Song Meaning
The narrator lays bare a raw, almost childlike vulnerability, confessing to a self-diagnosed "crazy" state fueled by loneliness and a deep-seated fear of abandonment. The opening lines immediately establish a tone of overwhelming emotion, where the narrator feels their feelings are so intense they must be irrational. This isn't a playful kind of crazy, but a desperate, blue kind of crazy that consumes them.
The core tension arises from the narrator's awareness of their partner's transient affection. They understood from the start that the love was conditional, destined to end when the partner found someone new. This pre-existing knowledge doesn't prevent the pain; instead, it seems to amplify the narrator's self-recrimination, leading to the persistent, agonizing question: "What in the world did I do?"
The repeated use of "crazy" functions as a powerful self-indictment, a way to dismiss their own pain and actions as irrational.
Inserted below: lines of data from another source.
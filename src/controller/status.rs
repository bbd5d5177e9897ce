//! Read-only status snapshots for observability collaborators.
//!
//! Each loop publishes a fresh immutable snapshot after every tick via
//! arc-swap; readers (status API, CLI) never contend with the loop.

use std::sync::Arc;
use std::time::{Duration, SystemTime, UNIX_EPOCH};

use arc_swap::ArcSwap;
use dashmap::DashMap;
use serde::Serialize;

use crate::failover::{FailoverState, TransitionReason};
use crate::probe::HealthVerdict;

/// How many past transitions each domain retains for the status surface.
pub const TRANSITION_HISTORY_LIMIT: usize = 32;

/// Last observed probe state for one region.
#[derive(Debug, Clone, Serialize)]
pub struct RegionStatus {
    pub region_id: String,
    /// `None` until the first probe of this process completes.
    pub healthy: Option<bool>,
    pub consecutive_failures: u32,
    pub consecutive_successes: u32,
    pub last_latency_ms: Option<u64>,
    pub last_probe_at: Option<u64>,
}

impl RegionStatus {
    pub fn unknown(region_id: impl Into<String>) -> Self {
        Self {
            region_id: region_id.into(),
            healthy: None,
            consecutive_failures: 0,
            consecutive_successes: 0,
            last_latency_ms: None,
            last_probe_at: None,
        }
    }

    pub fn from_verdict(verdict: &HealthVerdict) -> Self {
        Self {
            region_id: verdict.region_id.clone(),
            healthy: Some(verdict.healthy),
            consecutive_failures: verdict.consecutive_failures,
            consecutive_successes: verdict.consecutive_successes,
            last_latency_ms: Some(verdict.latency.as_millis() as u64),
            last_probe_at: Some(epoch_secs(verdict.observed_at)),
        }
    }
}

/// One entry of the bounded transition history.
#[derive(Debug, Clone, Serialize)]
pub struct TransitionEvent {
    pub at: u64,
    pub from_region: String,
    pub to_region: String,
    pub reason: TransitionReason,
}

/// Outcome of the most recent DNS reconciliation.
#[derive(Debug, Clone, Serialize, Default)]
pub struct DnsSyncStatus {
    /// Whether the published record matched the desired value after the
    /// last pass.
    pub in_sync: bool,
    pub last_applied_value: Option<String>,
    pub updates_applied: u64,
    /// Most recent provider error, cleared on the next successful pass.
    pub last_error: Option<String>,
}

/// Full status snapshot for one domain.
#[derive(Debug, Clone, Serialize)]
pub struct DomainStatus {
    pub domain_name: String,
    pub active_region_id: String,
    pub last_transition_at: u64,
    pub transition_reason: TransitionReason,
    pub regions: Vec<RegionStatus>,
    pub history: Vec<TransitionEvent>,
    pub dns: DnsSyncStatus,
}

impl DomainStatus {
    /// Snapshot taken before the first tick: all regions unknown.
    pub fn startup(state: &FailoverState, region_ids: &[String]) -> Self {
        Self {
            domain_name: state.domain_name.clone(),
            active_region_id: state.active_region_id.clone(),
            last_transition_at: epoch_secs(state.last_transition_at),
            transition_reason: state.transition_reason,
            regions: region_ids
                .iter()
                .map(|r| RegionStatus::unknown(r.clone()))
                .collect(),
            history: Vec::new(),
            dns: DnsSyncStatus::default(),
        }
    }
}

/// Registry of per-domain status snapshots shared between loops and readers.
#[derive(Clone, Default)]
pub struct StatusRegistry {
    domains: Arc<DashMap<String, Arc<ArcSwap<DomainStatus>>>>,
}

impl StatusRegistry {
    pub fn new() -> Self {
        Self::default()
    }

    /// Publish a fresh snapshot for a domain.
    pub fn publish(&self, status: DomainStatus) {
        let domain = status.domain_name.clone();
        let snapshot = Arc::new(status);

        match self.domains.get(&domain) {
            Some(slot) => slot.store(snapshot),
            None => {
                self.domains
                    .insert(domain, Arc::new(ArcSwap::new(snapshot)));
            }
        }
    }

    pub fn get(&self, domain: &str) -> Option<Arc<DomainStatus>> {
        self.domains.get(domain).map(|slot| slot.load_full())
    }

    /// Snapshot of every domain, sorted by name for stable output.
    pub fn all(&self) -> Vec<Arc<DomainStatus>> {
        let mut statuses: Vec<_> = self
            .domains
            .iter()
            .map(|entry| entry.value().load_full())
            .collect();
        statuses.sort_by(|a, b| a.domain_name.cmp(&b.domain_name));
        statuses
    }
}

pub(crate) fn epoch_secs(at: SystemTime) -> u64 {
    at.duration_since(UNIX_EPOCH)
        .unwrap_or(Duration::ZERO)
        .as_secs()
}

#[cfg(test)]
mod tests {
    use super::*;

    #[test]
    fn publish_replaces_previous_snapshot() {
        let registry = StatusRegistry::new();
        let state = FailoverState::initial("app.example.com", "primary");
        let regions = vec!["primary".to_string(), "secondary".to_string()];

        registry.publish(DomainStatus::startup(&state, &regions));
        let mut updated = DomainStatus::startup(&state, &regions);
        updated.active_region_id = "secondary".to_string();
        registry.publish(updated);

        let got = registry.get("app.example.com").unwrap();
        assert_eq!(got.active_region_id, "secondary");
        assert_eq!(registry.all().len(), 1);
    }

    #[test]
    fn unknown_domain_is_none() {
        let registry = StatusRegistry::new();
        assert!(registry.get("missing.example.com").is_none());
    }
}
The narrator is "crazy for thinking" their love was enough to keep someone, "crazy for trying" when it was doomed, and "crazy for crying" over a predictable loss. This repetition hammers home the feeling of being trapped in a cycle of self-destructive emotional responses.
Ultimately, the lyrics resonate because they capture the disorienting feeling of loving someone who you know will leave, and then blaming yourself for the inevitable heartbreak. The narrator's self-proclaimed "craziness" is a shield against the unbearable reality of their partner's indifference, a desperate attempt to make sense of a pain that feels too immense to be rational.